───── SOURCE INFORMATION ─────
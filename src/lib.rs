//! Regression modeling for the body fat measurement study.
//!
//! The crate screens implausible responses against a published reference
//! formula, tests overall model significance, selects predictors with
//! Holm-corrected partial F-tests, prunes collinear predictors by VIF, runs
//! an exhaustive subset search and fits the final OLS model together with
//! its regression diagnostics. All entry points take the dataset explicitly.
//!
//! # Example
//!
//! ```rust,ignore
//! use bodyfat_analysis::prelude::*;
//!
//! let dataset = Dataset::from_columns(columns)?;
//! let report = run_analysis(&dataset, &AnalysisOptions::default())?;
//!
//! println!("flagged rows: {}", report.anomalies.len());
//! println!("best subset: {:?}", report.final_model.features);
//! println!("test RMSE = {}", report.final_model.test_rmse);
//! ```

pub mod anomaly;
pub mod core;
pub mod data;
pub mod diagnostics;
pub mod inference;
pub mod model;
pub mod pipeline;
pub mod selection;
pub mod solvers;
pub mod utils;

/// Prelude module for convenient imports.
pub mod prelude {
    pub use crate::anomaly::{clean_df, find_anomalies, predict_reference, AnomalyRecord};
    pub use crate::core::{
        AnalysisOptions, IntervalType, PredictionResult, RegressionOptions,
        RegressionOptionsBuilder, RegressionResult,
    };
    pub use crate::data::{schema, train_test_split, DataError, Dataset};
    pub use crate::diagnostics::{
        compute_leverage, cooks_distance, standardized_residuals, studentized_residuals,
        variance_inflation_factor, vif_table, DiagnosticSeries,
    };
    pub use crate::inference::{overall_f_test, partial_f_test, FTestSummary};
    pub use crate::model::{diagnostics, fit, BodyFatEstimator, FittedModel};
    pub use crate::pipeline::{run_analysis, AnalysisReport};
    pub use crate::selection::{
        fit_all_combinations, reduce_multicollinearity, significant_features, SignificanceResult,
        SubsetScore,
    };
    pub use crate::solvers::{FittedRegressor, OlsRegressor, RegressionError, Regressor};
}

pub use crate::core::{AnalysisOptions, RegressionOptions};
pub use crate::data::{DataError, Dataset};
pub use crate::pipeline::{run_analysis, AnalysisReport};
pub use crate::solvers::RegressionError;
─────
───── SOURCE INFORMATION ─────
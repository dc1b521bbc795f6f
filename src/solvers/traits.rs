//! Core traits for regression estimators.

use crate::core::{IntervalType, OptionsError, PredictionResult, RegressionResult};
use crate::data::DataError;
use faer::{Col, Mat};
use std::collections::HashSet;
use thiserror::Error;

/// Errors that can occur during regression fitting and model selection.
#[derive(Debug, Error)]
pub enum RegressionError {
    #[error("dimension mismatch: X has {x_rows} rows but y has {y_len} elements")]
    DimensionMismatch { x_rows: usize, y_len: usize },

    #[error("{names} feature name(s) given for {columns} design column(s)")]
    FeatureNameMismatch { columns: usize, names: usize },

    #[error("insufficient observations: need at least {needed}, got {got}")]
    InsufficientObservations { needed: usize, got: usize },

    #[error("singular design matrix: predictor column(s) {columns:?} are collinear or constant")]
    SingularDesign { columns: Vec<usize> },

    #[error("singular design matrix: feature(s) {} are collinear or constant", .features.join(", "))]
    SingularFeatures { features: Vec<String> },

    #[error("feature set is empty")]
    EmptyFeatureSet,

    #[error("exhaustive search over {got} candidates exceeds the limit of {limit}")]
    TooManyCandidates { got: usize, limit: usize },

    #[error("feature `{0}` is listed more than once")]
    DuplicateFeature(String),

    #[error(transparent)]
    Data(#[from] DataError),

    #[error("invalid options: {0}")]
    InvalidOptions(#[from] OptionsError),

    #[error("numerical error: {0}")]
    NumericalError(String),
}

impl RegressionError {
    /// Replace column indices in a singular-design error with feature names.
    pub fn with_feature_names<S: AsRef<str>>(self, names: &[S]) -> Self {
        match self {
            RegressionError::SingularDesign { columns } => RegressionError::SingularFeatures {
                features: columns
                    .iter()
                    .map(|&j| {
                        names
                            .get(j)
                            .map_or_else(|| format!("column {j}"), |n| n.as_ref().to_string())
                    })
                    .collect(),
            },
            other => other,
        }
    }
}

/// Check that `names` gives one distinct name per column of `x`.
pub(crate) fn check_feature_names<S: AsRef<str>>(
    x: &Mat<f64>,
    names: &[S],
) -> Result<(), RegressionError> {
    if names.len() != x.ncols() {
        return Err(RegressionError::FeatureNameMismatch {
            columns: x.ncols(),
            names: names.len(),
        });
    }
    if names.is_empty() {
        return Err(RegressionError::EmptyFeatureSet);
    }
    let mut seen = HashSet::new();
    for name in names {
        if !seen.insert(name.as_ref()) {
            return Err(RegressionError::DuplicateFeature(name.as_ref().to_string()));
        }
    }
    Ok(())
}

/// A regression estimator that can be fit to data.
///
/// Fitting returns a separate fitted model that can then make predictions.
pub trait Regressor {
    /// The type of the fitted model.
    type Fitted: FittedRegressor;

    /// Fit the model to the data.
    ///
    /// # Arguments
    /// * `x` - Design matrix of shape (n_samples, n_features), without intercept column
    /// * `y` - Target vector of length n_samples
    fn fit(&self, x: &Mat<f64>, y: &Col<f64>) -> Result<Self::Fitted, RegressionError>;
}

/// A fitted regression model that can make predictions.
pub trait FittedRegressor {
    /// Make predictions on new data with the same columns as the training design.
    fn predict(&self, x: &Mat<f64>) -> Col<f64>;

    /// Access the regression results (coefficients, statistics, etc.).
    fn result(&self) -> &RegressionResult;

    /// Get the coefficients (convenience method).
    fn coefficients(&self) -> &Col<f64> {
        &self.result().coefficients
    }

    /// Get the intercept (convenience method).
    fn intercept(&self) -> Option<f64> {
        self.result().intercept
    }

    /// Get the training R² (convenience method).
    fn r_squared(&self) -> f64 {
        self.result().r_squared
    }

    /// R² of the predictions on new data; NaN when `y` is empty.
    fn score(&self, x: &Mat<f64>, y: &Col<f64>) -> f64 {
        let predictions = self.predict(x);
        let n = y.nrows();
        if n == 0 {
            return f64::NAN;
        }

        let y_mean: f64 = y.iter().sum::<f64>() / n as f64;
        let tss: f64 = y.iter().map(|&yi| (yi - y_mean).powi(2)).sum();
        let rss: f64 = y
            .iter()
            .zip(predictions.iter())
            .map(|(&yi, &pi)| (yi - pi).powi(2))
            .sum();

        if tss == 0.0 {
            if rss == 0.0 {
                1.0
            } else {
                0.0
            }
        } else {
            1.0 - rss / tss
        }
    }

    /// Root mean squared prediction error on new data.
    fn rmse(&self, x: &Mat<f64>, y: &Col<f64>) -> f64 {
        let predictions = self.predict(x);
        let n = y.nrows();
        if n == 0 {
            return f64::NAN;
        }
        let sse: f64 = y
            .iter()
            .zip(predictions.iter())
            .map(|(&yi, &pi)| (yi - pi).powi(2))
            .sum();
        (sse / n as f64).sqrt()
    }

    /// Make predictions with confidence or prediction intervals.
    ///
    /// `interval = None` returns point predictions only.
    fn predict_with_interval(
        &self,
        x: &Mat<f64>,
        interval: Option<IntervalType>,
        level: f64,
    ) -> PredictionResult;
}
─────
▸ WHAT TO WORK ON: If a line in the entries above contains "SingularDesign", include it in the count, then report only the total.

▸ SOLVED PROBLEM: 2